Ausgabe 10/2009
Nicht weggucken
Hendrik Starfinger
Gemobbt zu werden, macht krank, physisch und psychisch. Es beeinträchtigt die Lebensqualität und die Arbeitsleistungen. Die Folgen von Mobbing kosten noch dazu richtig Geld – die Gesellschaft und die Arbeitgeber. Mehr als eine Million Erwerbstätige werden nach Angaben des ver.di-Bildungswerks bundesweit gemobbt. Die Dunkelziffer ist höher. Verluste bei Produktivität und Qualität, Kosten für Arbeitszeitausfall und Krankheiten – all das entsteht durch das Vergiften des Arbeitsklimas und des Umgangs miteinander. Nun sind Mobbing und Machtmissbrauch keine Erfindung unserer Zeit, das Phänomen gibt es schon lange, und es kann jeden treffen. Deutlich verbessert hat sich die Wahrnehmung von Mobbing, und es wächst der Wille, etwas dagegen zu tun. In der Mobbingberatungsstelle des ver.di-Bezirks Dresden-Oberelbe berät Hendrik Starfinger Betroffene. Er definiert das Mobbing als konfliktbelastete Kommunikation, als systematische Angriffe auf eine Person mit diskriminierender Wirkung über längere Zeit und mit dem Ziel, sie aus dem Arbeitsverhältnis zu drängen. Über die Beratung hinaus bietet Starfinger Schulungen für Interessenvertreter/innen, Arbeitgeber und Führungskräfte an. Rund 350 Kolleginnen und Kollegen haben ihn im vergangenen Jahr in seinem Büro an der Cottaer Straße in Dresden aufgesucht. In seinen Auswertungen haben sich einige interessante Aspekte ergeben: 79 Prozent der Gemobbten, die ihn aufsuchen, sind Frauen, 21 Prozent Männer, über 66 Prozent der Betroffenen sind über 40 Jahre alt. Im öffentlichen Dienst wird demnach mit 43 Prozent öfter gemobbt als in der freien Wirtschaft mit 30 und bei kirchlichen Einrichtungen 22 Prozent der Fälle. Die Täter sind zu 81 Prozent Vorgesetzte, nur zu 17 Prozent sind es die eigenen Kollegen.
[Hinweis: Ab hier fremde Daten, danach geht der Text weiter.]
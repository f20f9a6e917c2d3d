//! Archive download into a fresh staging area.

use crate::archive::{ArchiveFormat, ArchiveHandle};
use crate::http::{HttpTransport, ProgressObserver, TransportError};
use crate::staging::{self, StagingArea};
use camino::Utf8Path;
use std::fs::File;
use std::io::{BufWriter, Write};

/// Errors arising while downloading an archive.
#[derive(Debug, thiserror::Error)]
pub enum FetchError {
    /// The server reported that the release does not exist (403 or 404).
    #[error("release `{identifier}` does not exist at {url}")]
    NotFound {
        /// The requested identifier.
        identifier: String,
        /// The download URL.
        url: String,
    },

    /// Any other download failure.
    #[error("release `{identifier}` could not be downloaded: {cause}")]
    Download {
        /// The requested identifier.
        identifier: String,
        /// Description of the failure.
        cause: String,
    },
}

impl FetchError {
    /// Remediation text for the CLI.
    #[must_use]
    pub const fn hint(&self) -> &'static str {
        match self {
            Self::NotFound { .. } => {
                "the selected version does not exist; try the latest stable release (`master`) instead"
            }
            Self::Download { .. } => {
                "try again; if the problem persists download the archive yourself and pass it with --src"
            }
        }
    }
}

/// What to download and how to name it in staging.
#[derive(Debug, Clone, PartialEq, Eq)]
pub struct FetchRequest {
    /// Identifier reported in errors.
    pub identifier: String,
    /// Download URL.
    pub url: String,
    /// Container format of the download.
    pub format: ArchiveFormat,
    /// File name stem inside the staging area.
    pub file_stem: String,
}

/// A downloaded archive and the staging area that holds it.
///
/// The caller owns the staging area and must release it.
#[derive(Debug)]
pub struct FetchedArchive {
    /// The staged archive.
    pub handle: ArchiveHandle,
    /// The staging area holding it.
    pub staging: StagingArea,
    /// Bytes received.
    pub bytes: u64,
}

/// Downloads archives into staging areas.
pub trait ArchiveFetcher {
    /// Download `request` into a new staging area under `staging_root`.
    ///
    /// # Errors
    ///
    /// Returns [`FetchError::NotFound`] for 403/404 responses and
    /// [`FetchError::Download`] for any other failure. No staging area is
    /// left behind on error.
    fn fetch(
        &self,
        request: &FetchRequest,
        staging_root: &Utf8Path,
        progress: &mut dyn ProgressObserver,
    ) -> Result<FetchedArchive, FetchError>;
}

/// [`ArchiveFetcher`] streaming through an [`HttpTransport`].
pub struct HttpArchiveFetcher<'a> {
    transport: &'a dyn HttpTransport,
}

impl<'a> HttpArchiveFetcher<'a> {
    /// Create a fetcher over `transport`.
    #[must_use]
    pub fn new(transport: &'a dyn HttpTransport) -> Self {
        Self { transport }
    }
}

impl ArchiveFetcher for HttpArchiveFetcher<'_> {
    fn fetch(
        &self,
        request: &FetchRequest,
        staging_root: &Utf8Path,
        progress: &mut dyn ProgressObserver,
    ) -> Result<FetchedArchive, FetchError> {
        let staging = StagingArea::create_in(staging_root)
            .map_err(|err| download_error(request, &err))?;
        let path = staging.file(&format!(
            "{}.{}",
            request.file_stem,
            request.format.extension()
        ));

        match stream_to(self.transport, request, &path, progress) {
            Ok(bytes) => {
                log::debug!("downloaded {bytes} bytes from {} to {path}", request.url);
                Ok(FetchedArchive {
                    handle: ArchiveHandle::new(path, request.format),
                    staging,
                    bytes,
                })
            }
            Err(err) => {
                staging::release(staging);
                Err(err)
            }
        }
    }
}

fn stream_to(
    transport: &dyn HttpTransport,
    request: &FetchRequest,
    path: &Utf8Path,
    progress: &mut dyn ProgressObserver,
) -> Result<u64, FetchError> {
    let file = File::create(path).map_err(|err| download_error(request, &err))?;
    let mut sink = BufWriter::new(file);
    let bytes = transport
        .download(&request.url, &mut sink, progress)
        .map_err(|err| map_transport_error(request, err))?;
    sink.flush().map_err(|err| download_error(request, &err))?;
    Ok(bytes)
}

fn download_error(request: &FetchRequest, cause: &dyn std::fmt::Display) -> FetchError {
    FetchError::Download {
        identifier: request.identifier.clone(),
        cause: cause.to_string(),
    }
}

fn map_transport_error(request: &FetchRequest, err: TransportError) -> FetchError {
    match err.status() {
        Some(403 | 404) => FetchError::NotFound {
            identifier: request.identifier.clone(),
            url: request.url.clone(),
        },
        _ => download_error(request, &err),
    }
}

#[cfg(test)]
mod tests {
    use super::*;
    use crate::staging::STAGING_PREFIX;
    use crate::test_utils::{StubTransport, staging_dirs, utf8_tempdir};
    use rstest::rstest;

    const URL: &str = "https://archive.test/master.zip";

    fn request() -> FetchRequest {
        FetchRequest {
            identifier: "master".to_owned(),
            url: URL.to_owned(),
            format: ArchiveFormat::Zip,
            file_stem: "pw".to_owned(),
        }
    }

    #[test]
    fn streams_body_into_staging_area() {
        let (_guard, root) = utf8_tempdir();
        let transport = StubTransport::default().with_download(URL, b"archive-bytes".to_vec());
        let fetcher = HttpArchiveFetcher::new(&transport);
        let mut reports = Vec::new();
        let mut observer = |total: Option<u64>, downloaded: u64| reports.push((total, downloaded));

        let fetched = fetcher
            .fetch(&request(), &root, &mut observer)
            .expect("download succeeds");

        assert_eq!(fetched.bytes, 13);
        assert_eq!(fetched.handle.format(), ArchiveFormat::Zip);
        assert_eq!(fetched.handle.source_path().file_name(), Some("pw.zip"));
        assert!(fetched.handle.source_path().starts_with(fetched.staging.path()));
        assert_eq!(
            std::fs::read(fetched.handle.source_path()).expect("read staged file"),
            b"archive-bytes"
        );
        let name = fetched.staging.path().file_name().expect("staging name");
        assert!(name.starts_with(STAGING_PREFIX));
        drop(fetched);
        assert_eq!(reports, vec![(Some(13), 13)]);
    }

    #[rstest]
    #[case::not_found(404)]
    #[case::forbidden(403)]
    fn missing_release_is_not_found_and_leaves_no_staging(#[case] status: u16) {
        let (_guard, root) = utf8_tempdir();
        let transport = StubTransport::default().with_download_status(URL, status);
        let fetcher = HttpArchiveFetcher::new(&transport);

        let err = fetcher
            .fetch(&request(), &root, &mut crate::http::NoProgress)
            .expect_err("download fails");

        assert!(matches!(err, FetchError::NotFound { ref identifier, .. } if identifier == "master"));
        assert!(staging_dirs(&root).is_empty());
    }

    #[rstest]
    #[case::server_error(StubTransport::default().with_download_status(URL, 500))]
    #[case::transport(StubTransport::default().with_failure(URL))]
    fn other_failures_are_download_errors(#[case] transport: StubTransport) {
        let (_guard, root) = utf8_tempdir();
        let fetcher = HttpArchiveFetcher::new(&transport);

        let err = fetcher
            .fetch(&request(), &root, &mut crate::http::NoProgress)
            .expect_err("download fails");

        assert!(matches!(err, FetchError::Download { .. }));
        assert!(staging_dirs(&root).is_empty());
    }
}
Straffe Hierarchien sind idealer Nährboden
Warum im öffentlichen Dienst die Zahlen höher sind, hat zwei Gründe: Dort sind die Personalräte in Sachen Mobbing besser sensibilisiert, mehr Fälle werden gemeldet. Und die straffen Hierarchien sind ein idealer Nährboden für Mobbing. Hier muss sich ein demokratischer Führungsstil durchsetzen - anleiten, begleiten, kontrollieren. Dazu gehört das Eingestehen von Fehlern ebenso wie ein Verzicht auf Machtmissbrauch und das Verhindern von Schikanen. Hendrik Starfinger, studierter Fachpsychologe, bemüht sich neben der Hilfe und der Beratung der Betroffenen vor allem um die Prävention. Mit seinen Schulungen zeigt er, wie Konflikte zu lösen sind und Mobbing verhindert werden kann. Und er will die Kolleginnen und Kollegen ebenso wie die Vorgesetzten darin schulen, die Kultur des Umgangs miteinander zu verbessern. Er ist Mitinitiator einer Petition für eine Gesetzgebung gegen Mobbing.